I never forget the day when I showed up into classroom with injured right arm from kick-ass bicycle accident where I crashed my right shoulder so hard on the road and I was wearing an arm sling that time. I couldn’t write. Too much pain. That day was final exam. Yet, I still showed up with bicycle again.
She had a better idea and asked me to meet her in her office, and took the final exam by typing down the answers on her computer to take final exam and save it and send it to her. That was a brilliant idea. She was a good professor. Also, I remember the day when the news broke where I showed up for a Sociology course, Criminology and my professor was looking really down, it was not the professor I know. It became quiet in the classroom. It hit the hardest. They were good friends. The same professor in that quiet classroom later discussed about “Suicide: A Study in Sociology” book by Émile Durkheim.
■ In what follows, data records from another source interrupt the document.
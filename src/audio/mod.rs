pub mod analysis;
pub mod bands;
pub mod compress;
pub mod decode;
pub mod features;
pub mod spectrum;
pub mod window;
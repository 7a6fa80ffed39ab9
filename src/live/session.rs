use parking_lot::{Condvar, Mutex};
use std::path::PathBuf;
use std::sync::atomic::{AtomicBool, AtomicUsize, Ordering};
use std::sync::Arc;
use std::thread::JoinHandle;
use std::time::{Duration, Instant};

use super::history::RollingHistoryBuffer;
use super::sampler::FrameSampler;
use crate::audio::analysis::SpectrumPipeline;
use crate::audio::compress::CompressionMode;
use crate::config::AnalysisConfig;
use crate::error::{Error, Result};
use crate::export::{FrameSequence, FrameSequenceWriter};

/// Cooperative cancellation shared between the producer and its owner.
///
/// Waiting on the signal is the producer's only suspension point, so a stop
/// request wakes it immediately instead of after the current pacing delay.
#[derive(Debug, Default)]
pub struct StopSignal {
    stopped: Mutex<bool>,
    wake: Condvar,
}

impl StopSignal {
    pub fn new() -> Self {
        Self::default()
    }

    pub fn request_stop(&self) {
        *self.stopped.lock() = true;
        self.wake.notify_all();
    }

    pub fn is_stopped(&self) -> bool {
        *self.stopped.lock()
    }

    /// Blocks until `deadline` or a stop request; returns true if stopped.
    pub fn wait_until(&self, deadline: Instant) -> bool {
        let mut stopped = self.stopped.lock();
        while !*stopped {
            if self.wake.wait_until(&mut stopped, deadline).timed_out() {
                break;
            }
        }
        *stopped
    }
}

/// How the producer keeps step with playback.
#[derive(Clone, Copy, Debug, PartialEq, Eq)]
pub enum Pacing {
    /// Each chunk is released no earlier than its playback time.
    RealTime,
    /// Analyse as fast as possible (tests, offline previews).
    Unpaced,
}

#[derive(Clone, Debug)]
pub struct LiveOptions {
    pub pacing: Pacing,
    /// Compression applied to frames pushed into the history.
    pub display_mode: CompressionMode,
    /// Compression applied to frames kept by the sampler.
    pub export_mode: CompressionMode,
    /// Where the sampled sequence is written when the producer finishes.
    pub export_path: Option<PathBuf>,
}

impl Default for LiveOptions {
    fn default() -> Self {
        Self {
            pacing: Pacing::RealTime,
            display_mode: CompressionMode::PeakNormalized,
            export_mode: CompressionMode::Absolute,
            export_path: None,
        }
    }
}

/// What the producer hands back once it stops.
#[derive(Debug)]
pub struct LiveOutcome {
    pub sequence: FrameSequence,
    pub chunks_processed: usize,
    /// True when the loop ended on a stop request rather than end of stream.
    pub stopped: bool,
    /// Result of writing `sequence` to the configured export path, if any.
    /// On failure the sequence is still here and can be written elsewhere.
    pub export: Option<Result<PathBuf>>,
}

/// A running live analysis: one producer thread, shared read-only views.
pub struct LiveSession {
    history: Arc<RollingHistoryBuffer>,
    stop: Arc<StopSignal>,
    position: Arc<AtomicUsize>,
    finished: Arc<AtomicBool>,
    total_samples: usize,
    sample_rate: u32,
    handle: JoinHandle<LiveOutcome>,
}

impl LiveSession {
    /// Validates the config and starts the producer over `samples`.
    pub fn start(samples: Arc<[f32]>, config: &AnalysisConfig, options: LiveOptions) -> Result<Self> {
        let pipeline = SpectrumPipeline::new(config)?;
        let history = Arc::new(RollingHistoryBuffer::new(config.history_depth, config.band_count));
        let stop = Arc::new(StopSignal::new());
        let position = Arc::new(AtomicUsize::new(0));
        let finished = Arc::new(AtomicBool::new(false));
        let total_samples = samples.len();

        let producer = Producer {
            samples,
            pipeline,
            history: Arc::clone(&history),
            stop: Arc::clone(&stop),
            position: Arc::clone(&position),
            finished: Arc::clone(&finished),
            options,
        };

        let handle = std::thread::Builder::new()
            .name("bandsync-live".into())
            .spawn(move || producer.run())
            .map_err(Error::Spawn)?;

        log::info!(
            "Live analysis started: {} samples, chunk={} ({:.1}ms)",
            total_samples,
            config.chunk_size,
            config.chunk_secs() * 1000.0
        );

        Ok(Self {
            history,
            stop,
            position,
            finished,
            total_samples,
            sample_rate: config.sample_rate,
            handle,
        })
    }

    pub fn history(&self) -> Arc<RollingHistoryBuffer> {
        Arc::clone(&self.history)
    }

    /// Rows oldest → newest; never blocks on the producer for longer than a copy.
    pub fn snapshot(&self) -> Vec<Vec<f64>> {
        self.history.snapshot()
    }

    pub fn stop_signal(&self) -> Arc<StopSignal> {
        Arc::clone(&self.stop)
    }

    pub fn request_stop(&self) {
        self.stop.request_stop();
    }

    /// Samples consumed so far; advances monotonically.
    pub fn position(&self) -> usize {
        self.position.load(Ordering::Acquire)
    }

    pub fn elapsed_secs(&self) -> f64 {
        self.position() as f64 / self.sample_rate as f64
    }

    /// Playback fraction in `[0, 1]`.
    pub fn progress(&self) -> f64 {
        if self.total_samples == 0 {
            return 1.0;
        }
        (self.position() as f64 / self.total_samples as f64).min(1.0)
    }

    /// True once the producer has returned, including by panicking.
    pub fn is_finished(&self) -> bool {
        self.finished.load(Ordering::Acquire) || self.handle.is_finished()
    }

    pub fn join(self) -> Result<LiveOutcome> {
        self.handle.join().map_err(|_| Error::WorkerPanicked)
    }
}

struct Producer {
    samples: Arc<[f32]>,
    pipeline: SpectrumPipeline,
    history: Arc<RollingHistoryBuffer>,
    stop: Arc<StopSignal>,
    position: Arc<AtomicUsize>,
    finished: Arc<AtomicBool>,
    options: LiveOptions,
}

impl Producer {
    fn run(mut self) -> LiveOutcome {
        let config = self.pipeline.config().clone();
        let chunk_size = config.chunk_size;
        let sample_rate = config.sample_rate as f64;
        let mut sampler = FrameSampler::new(&config);
        let mut ptr = 0usize;
        let mut chunks = 0usize;
        let mut stopped = false;
        let started = Instant::now();

        while ptr + chunk_size <= self.samples.len() {
            if self.stop.is_stopped() {
                stopped = true;
                break;
            }

            let chunk = &self.samples[ptr..ptr + chunk_size];
            let spectrum = match self.pipeline.spectrum(chunk) {
                Ok(spectrum) => spectrum,
                Err(err) => {
                    log::warn!("Live analysis aborted at sample {}: {}", ptr, err);
                    break;
                }
            };

            let display = self.pipeline.frame_from_spectrum(&spectrum, self.options.display_mode);
            self.history.push(display);

            let time = ptr as f64 / sample_rate;
            let export_mode = self.options.export_mode;
            let pipeline = &self.pipeline;
            if sampler.offer_with(time, || pipeline.frame_from_spectrum(&spectrum, export_mode)) {
                log::debug!("Sampled frame {} at {:.3}s", sampler.len(), time);
            }

            ptr += chunk_size;
            chunks += 1;
            self.position.store(ptr, Ordering::Release);

            if self.options.pacing == Pacing::RealTime {
                let deadline = started + Duration::from_secs_f64(ptr as f64 / sample_rate);
                if self.stop.wait_until(deadline) {
                    stopped = true;
                    break;
                }
            }
        }

        if stopped {
            log::info!("Live analysis stopped at {:.2}s", ptr as f64 / sample_rate);
        } else {
            let tail = self.samples.len() - ptr;
            log::info!("Live analysis reached end of stream ({} tail samples unused)", tail);
        }

        let sequence = sampler.finish();
        let export = self.options.export_path.take().map(|path| {
            FrameSequenceWriter::write(&sequence, &path).map(|()| path)
        });
        if let Some(Err(ref err)) = export {
            log::warn!("Export failed: {}", err);
        }

        self.finished.store(true, Ordering::Release);

        LiveOutcome {
            sequence,
            chunks_processed: chunks,
            stopped,
            export,
        }
    }
}

#[cfg(test)]
mod tests {
    use super::*;
    use crate::export::FrameSequenceReader;

    fn tone(len: usize) -> Arc<[f32]> {
        (0..len).map(|n| (n as f32 * 0.1).sin() * 0.5).collect::<Vec<_>>().into()
    }

    fn unpaced() -> LiveOptions {
        LiveOptions {
            pacing: Pacing::Unpaced,
            ..Default::default()
        }
    }

    #[test]
    fn runs_to_end_of_stream() {
        let config = AnalysisConfig { band_count: 40, fft_size: 512, ..Default::default() };
        // 10 full chunks and a short tail.
        let samples = tone(1024 * 10 + 300);
        let session = LiveSession::start(samples, &config, unpaced()).unwrap();
        let history = session.history();
        let outcome = session.join().unwrap();

        assert!(!outcome.stopped);
        assert_eq!(outcome.chunks_processed, 10);
        // Chunks at 0ms, ~23ms, ... ~209ms: kept at 0 and at the first chunk past 200ms.
        assert_eq!(outcome.sequence.frames.len(), 2);
        assert!(outcome.export.is_none());

        let rows = history.snapshot();
        assert_eq!(rows.len(), 100);
        assert!(rows[..90].iter().all(|r| r.iter().all(|&v| v == 0.0)));
        assert!(rows[90..].iter().all(|r| r.len() == 40 && r.iter().any(|&v| v > 0.0)));
    }

    #[test]
    fn display_rows_are_peak_normalized_and_export_is_absolute() {
        let config = AnalysisConfig::default();
        let samples: Arc<[f32]> = vec![0.9f32; 1024].into();
        let session = LiveSession::start(Arc::clone(&samples), &config, unpaced()).unwrap();
        let history = session.history();
        let outcome = session.join().unwrap();

        let mut pipeline = SpectrumPipeline::new(&config).unwrap();
        let absolute = pipeline.analyze_chunk(&samples, CompressionMode::Absolute).unwrap();
        let relative = pipeline.analyze_chunk(&samples, CompressionMode::PeakNormalized).unwrap();
        assert_eq!(outcome.sequence.frames, vec![absolute]);
        assert_eq!(history.latest(), Some(relative));
    }

    #[test]
    fn stop_request_ends_paced_loop_promptly() {
        let config = AnalysisConfig::default();
        // Ten seconds of audio, paced in real time.
        let samples = tone(441_000);
        let options = LiveOptions {
            pacing: Pacing::RealTime,
            ..Default::default()
        };
        let session = LiveSession::start(samples, &config, options).unwrap();
        std::thread::sleep(Duration::from_millis(120));

        let asked = Instant::now();
        session.request_stop();
        let outcome = session.join().unwrap();

        assert!(outcome.stopped);
        assert!(asked.elapsed() < Duration::from_millis(500));
        assert!(outcome.chunks_processed > 0);
        assert!(outcome.chunks_processed < 430);
        assert!(!outcome.sequence.frames.is_empty());
    }

    #[test]
    fn position_tracks_progress() {
        let config = AnalysisConfig::default();
        let samples = tone(1024 * 4);
        let session = LiveSession::start(samples, &config, unpaced()).unwrap();
        while !session.is_finished() {
            std::thread::yield_now();
        }
        assert_eq!(session.position(), 4096);
        assert_eq!(session.progress(), 1.0);
        session.join().unwrap();
    }

    #[test]
    fn buffer_shorter_than_a_chunk_is_end_of_stream() {
        let config = AnalysisConfig::default();
        let outcome = LiveSession::start(tone(500), &config, unpaced())
            .unwrap()
            .join()
            .unwrap();
        assert_eq!(outcome.chunks_processed, 0);
        assert!(outcome.sequence.frames.is_empty());
        assert!(!outcome.stopped);
    }

    #[test]
    fn stopped_session_still_writes_export() {
        let dir = std::env::temp_dir().join(format!("bandsync-live-{}", std::process::id()));
        let path = dir.join("spectrum.json");
        let config = AnalysisConfig::default();
        let options = LiveOptions {
            pacing: Pacing::RealTime,
            export_path: Some(path.clone()),
            ..Default::default()
        };

        let session = LiveSession::start(tone(441_000), &config, options).unwrap();
        std::thread::sleep(Duration::from_millis(50));
        session.request_stop();
        let outcome = session.join().unwrap();

        assert!(outcome.stopped);
        let written = match outcome.export {
            Some(Ok(ref written)) => written.clone(),
            other => panic!("unexpected export result: {:?}", other),
        };
        assert_eq!(written, path);
        // Stopped early, but the leading frame is still kept.
        assert!(!outcome.sequence.frames.is_empty());
        assert_eq!(FrameSequenceReader::read(&path).unwrap(), outcome.sequence);
        std::fs::remove_dir_all(dir).ok();
    }

    #[test]
    fn invalid_config_fails_before_spawning() {
        let config = AnalysisConfig { max_frequency: 40_000.0, ..Default::default() };
        assert!(matches!(
            LiveSession::start(tone(2048), &config, unpaced()),
            Err(Error::Config(_))
        ));
    }

    #[test]
    fn panicked_producer_reads_as_finished() {
        let session = LiveSession {
            history: Arc::new(RollingHistoryBuffer::new(4, 2)),
            stop: Arc::new(StopSignal::new()),
            position: Arc::new(AtomicUsize::new(0)),
            finished: Arc::new(AtomicBool::new(false)),
            total_samples: 1024,
            sample_rate: 44_100,
            handle: std::thread::spawn(|| -> LiveOutcome { panic!("analysis thread died") }),
        };

        let deadline = Instant::now() + Duration::from_secs(5);
        while !session.is_finished() {
            assert!(Instant::now() < deadline, "panicked producer never reported finished");
            std::thread::sleep(Duration::from_millis(5));
        }
        assert!(matches!(session.join(), Err(Error::WorkerPanicked)));
    }

    #[test]
    fn stop_signal_wakes_waiter() {
        let signal = Arc::new(StopSignal::new());
        let waiter = {
            let signal = Arc::clone(&signal);
            std::thread::spawn(move || signal.wait_until(Instant::now() + Duration::from_secs(30)))
        };
        std::thread::sleep(Duration::from_millis(20));
        signal.request_stop();
        assert!(waiter.join().unwrap());
    }

    #[test]
    fn stop_signal_times_out() {
        let signal = StopSignal::new();
        assert!(!signal.wait_until(Instant::now() + Duration::from_millis(5)));
    }
}
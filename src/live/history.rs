use parking_lot::Mutex;
use std::collections::VecDeque;

use crate::audio::features::SpectrumFrame;

/// The `depth` most recent frames, oldest first.
///
/// One producer pushes while any number of readers take snapshots; both
/// operations hold the lock only long enough to move or copy rows, so a
/// reader never sees a half-written frame.
#[derive(Debug)]
pub struct RollingHistoryBuffer {
    depth: usize,
    rows: Mutex<VecDeque<SpectrumFrame>>,
}

impl RollingHistoryBuffer {
    /// Starts filled with `depth` all-zero frames of `band_count` values.
    pub fn new(depth: usize, band_count: usize) -> Self {
        let rows = (0..depth).map(|_| vec![0.0; band_count]).collect();
        Self {
            depth,
            rows: Mutex::new(rows),
        }
    }

    pub fn depth(&self) -> usize {
        self.depth
    }

    pub fn push(&self, frame: SpectrumFrame) {
        let mut rows = self.rows.lock();
        if rows.len() == self.depth {
            rows.pop_front();
        }
        rows.push_back(frame);
    }

    pub fn snapshot(&self) -> Vec<SpectrumFrame> {
        self.rows.lock().iter().cloned().collect()
    }

    pub fn latest(&self) -> Option<SpectrumFrame> {
        self.rows.lock().back().cloned()
    }

    pub fn len(&self) -> usize {
        self.rows.lock().len()
    }

    pub fn is_empty(&self) -> bool {
        self.rows.lock().is_empty()
    }

    /// Back to `depth` all-zero frames.
    pub fn clear(&self, band_count: usize) {
        let mut rows = self.rows.lock();
        rows.clear();
        rows.extend((0..self.depth).map(|_| vec![0.0; band_count]));
    }
}
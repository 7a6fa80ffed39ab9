use serde::{Deserialize, Serialize};
use std::path::{Path, PathBuf};

use crate::error::ConfigError;

/// Parameters shared by every stage of the analysis pipeline.
///
/// Validated once when a pipeline is built; never clamped.
#[derive(Debug, Clone, PartialEq, Serialize, Deserialize)]
#[serde(default)]
pub struct AnalysisConfig {
    pub sample_rate: u32,
    pub fft_size: usize,
    /// Samples per live analysis chunk.
    pub chunk_size: usize,
    pub band_count: usize,
    /// Highest bin center frequency (Hz) kept in the magnitude spectrum.
    pub max_frequency: f64,
    /// Export cadence in milliseconds.
    pub step_ms: u32,
    /// Rows kept in the rolling history.
    pub history_depth: usize,
}

impl Default for AnalysisConfig {
    fn default() -> Self {
        Self {
            sample_rate: 44_100,
            fft_size: 1024,
            chunk_size: 1024,
            band_count: 80,
            max_frequency: 4000.0,
            step_ms: 200,
            history_depth: 100,
        }
    }
}

impl AnalysisConfig {
    pub fn validate(&self) -> Result<(), ConfigError> {
        if self.sample_rate == 0 {
            return Err(ConfigError::ZeroSampleRate);
        }
        if self.fft_size == 0 {
            return Err(ConfigError::ZeroFftSize);
        }
        if self.chunk_size == 0 {
            return Err(ConfigError::ZeroChunkSize);
        }
        if self.band_count == 0 {
            return Err(ConfigError::ZeroBandCount);
        }
        if self.history_depth == 0 {
            return Err(ConfigError::ZeroHistoryDepth);
        }
        if self.step_samples() == 0 {
            return Err(ConfigError::StepTooShort {
                step_ms: self.step_ms,
                sample_rate: self.sample_rate,
            });
        }
        if !self.max_frequency.is_finite() || self.max_frequency < 0.0 {
            return Err(ConfigError::InvalidMaxFrequency(self.max_frequency));
        }
        let nyquist = self.nyquist();
        if self.max_frequency > nyquist {
            return Err(ConfigError::AboveNyquist {
                max_frequency: self.max_frequency,
                nyquist,
            });
        }
        Ok(())
    }

    pub fn nyquist(&self) -> f64 {
        self.sample_rate as f64 / 2.0
    }

    /// Samples covered by one export step (`sample_rate * step_ms / 1000`).
    pub fn step_samples(&self) -> usize {
        (self.sample_rate as u64 * self.step_ms as u64 / 1000) as usize
    }

    pub fn step_secs(&self) -> f64 {
        self.step_ms as f64 / 1000.0
    }

    pub fn chunk_secs(&self) -> f64 {
        self.chunk_size as f64 / self.sample_rate as f64
    }

    /// Number of FFT bins whose center frequency lies at or below `max_frequency`.
    pub fn retained_bins(&self) -> usize {
        let half = self.fft_size / 2;
        // k * rate / size <= max, cross-multiplied so exact bin frequencies compare exactly.
        let limit = self.max_frequency * self.fft_size as f64;
        let sample_rate = self.sample_rate as f64;
        (0..=half)
            .take_while(|&k| k as f64 * sample_rate <= limit)
            .count()
    }

    pub fn with_sample_rate(mut self, sample_rate: u32) -> Self {
        self.sample_rate = sample_rate;
        self
    }
}

/// Contents of a `bandsync.toml` file.
#[derive(Debug, Default, Deserialize)]
pub struct Config {
    #[serde(default)]
    pub analysis: AnalysisConfig,
    #[serde(default)]
    pub export: ExportConfig,
}

#[derive(Debug, Deserialize)]
pub struct ExportConfig {
    #[serde(default = "default_out_dir")]
    pub out_dir: PathBuf,
}

impl Default for ExportConfig {
    fn default() -> Self {
        Self {
            out_dir: default_out_dir(),
        }
    }
}

fn default_out_dir() -> PathBuf { PathBuf::from("json") }

pub fn load_config(path: &Path) -> Option<Config> {
    let content = std::fs::read_to_string(path).ok()?;
    match toml::from_str(&content) {
        Ok(config) => Some(config),
        Err(err) => {
            log::debug!("Config parse error in {}: {}", path.display(), err);
            None
        }
    }
}

/// Explicit path, else `./bandsync.toml`, else the per-user config file.
pub fn find_config(explicit: Option<&Path>) -> Option<PathBuf> {
    if let Some(path) = explicit {
        return Some(path.to_path_buf());
    }
    let local = PathBuf::from("bandsync.toml");
    if local.exists() {
        return Some(local);
    }
    if let Some(home) = dirs::home_dir() {
        let xdg = home.join(".config").join("bandsync").join("config.toml");
        if xdg.exists() {
            return Some(xdg);
        }
    }
    if let Some(config_dir) = dirs::config_dir() {
        let platform = config_dir.join("bandsync").join("config.toml");
        if platform.exists() {
            return Some(platform);
        }
    }
    None
}
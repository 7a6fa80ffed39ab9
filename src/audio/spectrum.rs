use rustfft::{num_complex::Complex, Fft, FftPlanner};
use std::sync::Arc;

use super::features::MagnitudeSpectrum;
use super::window::WindowCache;
use crate::config::AnalysisConfig;
use crate::error::{Error, Result};

/// Windowed FFT magnitudes up to the configured cutoff frequency.
///
/// Chunks of any non-empty length are accepted. Shorter chunks are zero-padded
/// to the FFT size; longer ones contribute only their first `fft_size` windowed
/// samples.
#[derive(Clone)]
pub struct SpectrumExtractor {
    fft: Arc<dyn Fft<f64>>,
    fft_size: usize,
    retained_bins: usize,
    windows: WindowCache,
    buffer: Vec<Complex<f64>>,
}

impl SpectrumExtractor {
    pub fn new(config: &AnalysisConfig) -> Result<Self> {
        config.validate()?;

        let mut planner = FftPlanner::<f64>::new();
        let fft = planner.plan_fft_forward(config.fft_size);

        Ok(Self {
            fft,
            fft_size: config.fft_size,
            retained_bins: config.retained_bins(),
            windows: WindowCache::new(),
            buffer: vec![Complex::new(0.0, 0.0); config.fft_size],
        })
    }

    pub fn retained_bins(&self) -> usize {
        self.retained_bins
    }

    pub fn fft_size(&self) -> usize {
        self.fft_size
    }

    pub fn extract(&mut self, chunk: &[f32]) -> Result<MagnitudeSpectrum> {
        if chunk.is_empty() {
            return Err(Error::EmptyChunk);
        }

        let window = self.windows.get(chunk.len());
        let used = chunk.len().min(self.fft_size);

        for (slot, (&s, &w)) in self.buffer.iter_mut().zip(chunk.iter().zip(window.iter())) {
            *slot = Complex::new(s as f64 * w, 0.0);
        }
        self.buffer[used..].fill(Complex::new(0.0, 0.0));

        self.fft.process(&mut self.buffer);

        Ok(self.buffer[..self.retained_bins]
            .iter()
            .map(|c| c.norm())
            .collect())
    }
}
When I had a fatal heart attack last November 2016, I continue to question my death experience and how I defied death. Living in real world at this current hour has been much harder than I ever face with, and it finds a lot of strength and growing pain to deal with, and one of the most challenging part, was the haters who went after me after I woke up from death. It is much worse than death. Living with labels. Especially most damaging labels. It leads a major culprit.
On the face of it, gaining access to find help, support, and strength how to overcome adversity, it was also cynical, is the most difficult thing. The last 32 years of my life has been rough enough that is way too much to deal with everyday, and when I got a gift certificate for my birthday from my mother last December 2018, I stopped by Barnes and Noble bookstore to buy a book to read: Shame: Free Yourself, Find Joy, and Build True Self-Esteem by Joseph Burgo, Ph.D.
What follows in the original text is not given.